What is needed
Reproduce the data exactly.

--------------------

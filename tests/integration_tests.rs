use bashgate::config::{AppConfig, PartialConfig};
use bashgate::safety::SafetyLayer;
use std::path::PathBuf;
use tempfile::TempDir;

// ─── Helpers ──────────────────────────────────────────────────────────

fn setup_dir() -> TempDir {
    tempfile::tempdir().expect("failed to create temp dir")
}

fn test_config(security_log: PathBuf, timeout: u64) -> AppConfig {
    let mut config = PartialConfig::default().finalize();
    config.shell_timeout_secs = timeout;
    config.security_log_path = security_log;
    config
}

// ============================================================
// SafetyLayer blocks dangerous commands
// ============================================================

#[tokio::test]
async fn test_safety_layer_blocks_rm() {
    let dir = setup_dir();
    let config = test_config(dir.path().join("security.log"), 5);
    let layer = SafetyLayer::new(&config).unwrap();

    let result = layer.execute("rm -rf /important").await.unwrap();

    // Should be blocked, not executed.
    assert_eq!(result.exit_code, Some(126));
    assert!(result.stdout.is_empty());
    assert!(!result.stderr.is_empty());

    // Stderr should contain structured blocked JSON.
    let parsed: serde_json::Value = serde_json::from_str(&result.stderr)
        .expect("stderr should be valid JSON for blocked commands");
    assert_eq!(parsed["blocked"], true);
    assert!(parsed["reason"].as_str().unwrap().contains("rm"));
    assert_eq!(parsed["command"], "rm -rf /important");
}

#[tokio::test]
async fn test_safety_layer_blocks_redirection() {
    let dir = setup_dir();
    let config = test_config(dir.path().join("security.log"), 5);
    let layer = SafetyLayer::new(&config).unwrap();

    let result = layer.execute("cat notes.txt > out.txt").await.unwrap();

    assert_eq!(result.exit_code, Some(126));
    let parsed: serde_json::Value = serde_json::from_str(&result.stderr).unwrap();
    assert_eq!(parsed["blocked"], true);
    assert!(
        parsed["reason"].as_str().unwrap().to_lowercase().contains("redirection"),
        "reason should reference redirection"
    );
}

#[tokio::test]
async fn test_check_is_pure() {
    let dir = setup_dir();
    let security_log = dir.path().join("security.log");
    let config = test_config(security_log.clone(), 5);
    let layer = SafetyLayer::new(&config).unwrap();

    assert!(layer.check("rm file").is_some());
    assert!(layer.check("ls").is_none());
    // check() never writes the audit log; only execute() does.
    assert!(!security_log.exists());
}

#[tokio::test]
async fn test_ensure_allowed_error_carries_reason() {
    let dir = setup_dir();
    let config = test_config(dir.path().join("security.log"), 5);
    let layer = SafetyLayer::new(&config).unwrap();

    assert!(layer.ensure_allowed("ls -la").is_ok());

    let err = layer.ensure_allowed("rm file").unwrap_err();
    let message = err.to_string();
    assert!(message.contains("rm file"));
    assert!(message.contains("delete_file"));
}

// ============================================================
// SafetyLayer executes allowed commands
// ============================================================

#[tokio::test]
async fn test_safety_layer_executes_echo() {
    let dir = setup_dir();
    let config = test_config(dir.path().join("security.log"), 5);
    let layer = SafetyLayer::new(&config).unwrap();

    let result = layer.execute("echo hello").await.unwrap();

    assert_eq!(result.stdout, "hello\n");
    assert_eq!(result.exit_code, Some(0));
    assert!(!result.timed_out);
}

#[tokio::test]
async fn test_safety_layer_reports_child_exit_code() {
    let dir = setup_dir();
    let config = test_config(dir.path().join("security.log"), 5);
    let layer = SafetyLayer::new(&config).unwrap();

    let result = layer.execute("exit 3").await.unwrap();
    assert_eq!(result.exit_code, Some(3));
}

// ============================================================
// SafetyLayer handles timeout
// ============================================================

#[tokio::test]
async fn test_safety_layer_timeout() {
    let dir = setup_dir();
    let config = test_config(dir.path().join("security.log"), 1);
    let layer = SafetyLayer::new(&config).unwrap();

    let start = std::time::Instant::now();
    let result = layer.execute("sleep 60").await.unwrap();
    let elapsed = start.elapsed();

    assert!(result.timed_out, "should report timed_out");
    assert_eq!(result.exit_code, None);
    assert!(
        elapsed.as_secs() < 5,
        "timeout should fire quickly, took {:?}",
        elapsed
    );
}

#[tokio::test]
async fn test_per_request_timeout_override() {
    let dir = setup_dir();
    let config = test_config(dir.path().join("security.log"), 60);
    let layer = SafetyLayer::new(&config).unwrap();

    let result = layer.execute_with_timeout("sleep 60", 1).await.unwrap();
    assert!(result.timed_out, "per-request timeout should apply");
}

// ============================================================
// Security log file
// ============================================================

#[tokio::test]
async fn test_security_log_created_on_blocked_command() {
    let dir = setup_dir();
    let security_log = dir.path().join("security.log");
    let config = test_config(security_log.clone(), 5);
    let layer = SafetyLayer::new(&config).unwrap();

    let _ = layer.execute("rm -rf /tmp/x").await.unwrap();

    assert!(security_log.exists(), "security log should be created");

    let contents = std::fs::read_to_string(&security_log).unwrap();
    let lines: Vec<&str> = contents.lines().collect();
    assert_eq!(lines.len(), 1, "should have exactly one log entry");

    let entry: serde_json::Value = serde_json::from_str(lines[0])
        .expect("security log entry should be valid JSON");
    assert_eq!(entry["blocked"], true);
    assert!(entry["timestamp"].is_number());
    assert_eq!(entry["command"], "rm -rf /tmp/x");
}

#[tokio::test]
async fn test_security_log_appends_multiple_entries() {
    let dir = setup_dir();
    let security_log = dir.path().join("security.log");
    let config = test_config(security_log.clone(), 5);
    let layer = SafetyLayer::new(&config).unwrap();

    let _ = layer.execute("rm a").await.unwrap();
    let _ = layer.execute("mv a b").await.unwrap();
    let _ = layer.execute("shutdown").await.unwrap();

    let contents = std::fs::read_to_string(&security_log).unwrap();
    let lines: Vec<&str> = contents.lines().collect();
    assert_eq!(lines.len(), 3, "should have three log entries");

    for line in &lines {
        let _: serde_json::Value = serde_json::from_str(line)
            .expect("each security log entry should be valid JSON");
    }
}

#[tokio::test]
async fn test_no_security_log_for_allowed_commands() {
    let dir = setup_dir();
    let security_log = dir.path().join("security.log");
    let config = test_config(security_log.clone(), 5);
    let layer = SafetyLayer::new(&config).unwrap();

    let _ = layer.execute("echo hello").await.unwrap();

    assert!(
        !security_log.exists(),
        "security log should not be created for allowed commands"
    );
}

// ============================================================
// Shell resolution
// ============================================================

#[tokio::test]
async fn test_layer_resolves_a_shell() {
    let dir = setup_dir();
    let config = test_config(dir.path().join("security.log"), 5);
    let layer = SafetyLayer::new(&config).unwrap();

    // On any machine with bash installed this resolves to a real path;
    // otherwise it falls back to PATH lookup.
    assert!(!layer.shell().as_os_str().is_empty());
}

--------------------

Final answer
filename tests/integration_tests.rs
use bashgate::config::{AppConfig, PartialConfig};
use bashgate::safety::SafetyLayer;
use std::path::PathBuf;
use tempfile::TempDir;

// ─── Helpers ──────────────────────────────────────────────────────────

fn setup_dir() -> TempDir {
    tempfile::tempdir().expect("failed to create temp dir")
}

fn test_config(security_log: PathBuf, timeout: u64) -> AppConfig {
    let mut config = PartialConfig::default().finalize();
    config.shell_timeout_secs = timeout;
    config.security_log_path = security_log;
    config
}

// ============================================================
// SafetyLayer blocks dangerous commands
// ============================================================

#[tokio::test]
async fn test_safety_layer_blocks_rm() {
    let dir = setup_dir();
    let config = test_config(dir.path().join("security.log"), 5);
    let layer = SafetyLayer::new(&config).unwrap();

    let result = layer.execute("rm -rf /important").await.unwrap();

    // Should be blocked, not executed.
    assert_eq!(result.exit_code, Some(126));
    assert!(result.stdout.is_empty());
    assert!(!result.stderr.is_empty());

    // Stderr should contain structured blocked JSON.
    let parsed: serde_json::Value = serde_json::from_str(&result.stderr)
        .expect("stderr should be valid JSON for blocked commands");
    assert_eq!(parsed["blocked"], true);
    assert!(parsed["reason"].as_str().unwrap().contains("rm"));
    assert_eq!(parsed["command"], "rm -rf /important");
}

#[tokio::test]
async fn test_safety_layer_blocks_redirection() {
    let dir = setup_dir();
    let config = test_config(dir.path().join("security.log"), 5);
    let layer = SafetyLayer::new(&config).unwrap();

    let result = layer.execute("cat notes.txt > out.txt").await.unwrap();

    assert_eq!(result.exit_code, Some(126));
    let parsed: serde_json::Value = serde_json::from_str(&result.stderr).unwrap();
    assert_eq!(parsed["blocked"], true);
    assert!(
        parsed["reason"].as_str().unwrap().to_lowercase().contains("redirection"),
        "reason should reference redirection"
    );
}

#[tokio::test]
async fn test_check_is_pure() {
    let dir = setup_dir();
    let security_log = dir.path().join("security.log");
    let config = test_config(security_log.clone(), 5);
    let layer = SafetyLayer::new(&config).unwrap();

    assert!(layer.check("rm file").is_some());
    assert!(layer.check("ls").is_none());
    // check() never writes the audit log; only execute() does.
    assert!(!security_log.exists());
}

#[tokio::test]
async fn test_ensure_allowed_error_carries_reason() {
    let dir = setup_dir();
    let config = test_config(dir.path().join("security.log"), 5);
    let layer = SafetyLayer::new(&config).unwrap();

    assert!(layer.ensure_allowed("ls -la").is_ok());

    let err = layer.ensure_allowed("rm file").unwrap_err();
    let message = err.to_string();
    assert!(message.contains("rm file"));
    assert!(message.contains("delete_file"));
}

// ============================================================
// SafetyLayer executes allowed commands
// ============================================================

#[tokio::test]
async fn test_safety_layer_executes_echo() {
    let dir = setup_dir();
    let config = test_config(dir.path().join("security.log"), 5);
    let layer = SafetyLayer::new(&config).unwrap();

    let result = layer.execute("echo hello").await.unwrap();

    assert_eq!(result.stdout, "hello\n");
    assert_eq!(result.exit_code, Some(0));
    assert!(!result.timed_out);
}

#[tokio::test]
async fn test_safety_layer_reports_child_exit_code() {
    let dir = setup_dir();
    let config = test_config(dir.path().join("security.log"), 5);
    let layer = SafetyLayer::new(&config).unwrap();

    let result = layer.execute("exit 3").await.unwrap();
    assert_eq!(result.exit_code, Some(3));
}

// ============================================================
// SafetyLayer handles timeout
// ============================================================

#[tokio::test]
async fn test_safety_layer_timeout() {
    let dir = setup_dir();
    let config = test_config(dir.path().join("security.log"), 1);
    let layer = SafetyLayer::new(&config).unwrap();

    let start = std::time::Instant::now();
    let result = layer.execute("sleep 60").await.unwrap();
    let elapsed = start.elapsed();

    assert!(result.timed_out, "should report timed_out");
    assert_eq!(result.exit_code, None);
    assert!(
        elapsed.as_secs() < 5,
        "timeout should fire quickly, took {:?}",
        elapsed
    );
}

#[tokio::test]
async fn test_per_request_timeout_override() {
    let dir = setup_dir();
    let config = test_config(dir.path().join("security.log"), 60);
    let layer = SafetyLayer::new(&config).unwrap();

    let result = layer.execute_with_timeout("sleep 60", 1).await.unwrap();
    assert!(result.timed_out, "per-request timeout should apply");
}

// ============================================================
// Security log file
// ============================================================

#[tokio::test]
async fn test_security_log_created_on_blocked_command() {
    let dir = setup_dir();
    let security_log = dir.path().join("security.log");
    let config = test_config(security_log.clone(), 5);
    let layer = SafetyLayer::new(&config).unwrap();

    let _ = layer.execute("rm -rf /tmp/x").await.unwrap();

    assert!(security_log.exists(), "security log should be created");

    let contents = std::fs::read_to_string(&security_log).unwrap();
    let lines: Vec<&str> = contents.lines().collect();
    assert_eq!(lines.len(), 1, "should have exactly one log entry");

    let entry: serde_json::Value = serde_json::from_str(lines[0])
        .expect("security log entry should be valid JSON");
    assert_eq!(entry["blocked"], true);
    assert!(entry["timestamp"].is_number());
    assert_eq!(entry["command"], "rm -rf /tmp/x");
}

#[tokio::test]
async fn test_security_log_appends_multiple_entries() {
    let dir = setup_dir();
    let security_log = dir.path().join("security.log");
    let config = test_config(security_log.clone(), 5);
    let layer = SafetyLayer::new(&config).unwrap();

    let _ = layer.execute("rm a").await.unwrap();
    let _ = layer.execute("mv a b").await.unwrap();
    let _ = layer.execute("shutdown").await.unwrap();

    let contents = std::fs::read_to_string(&security_log).unwrap();
    let lines: Vec<&str> = contents.lines().collect();
    assert_eq!(lines.len(), 3, "should have three log entries");

    for line in &lines {
        let _: serde_json::Value = serde_json::from_str(line)
            .expect("each security log entry should be valid JSON");
    }
}

#[tokio::test]
async fn test_no_security_log_for_allowed_commands() {
    let dir = setup_dir();
    let security_log = dir.path().join("security.log");
    let config = test_config(security_log.clone(), 5);
    let layer = SafetyLayer::new(&config).unwrap();

    let _ = layer.execute("echo hello").await.unwrap();

    assert!(
        !security_log.exists(),
        "security log should not be created for allowed commands"
    );
}

// ============================================================
// Shell resolution
// ============================================================

#[tokio::test]
async fn test_layer_resolves_a_shell() {
    let dir = setup_dir();
    let config = test_config(dir.path().join("security.log"), 5);
    let layer = SafetyLayer::new(&config).unwrap();

    // On any machine with bash installed this resolves to a real path;
    // otherwise it falls back to PATH lookup.
    assert!(!layer.shell().as_os_str().is_empty());
}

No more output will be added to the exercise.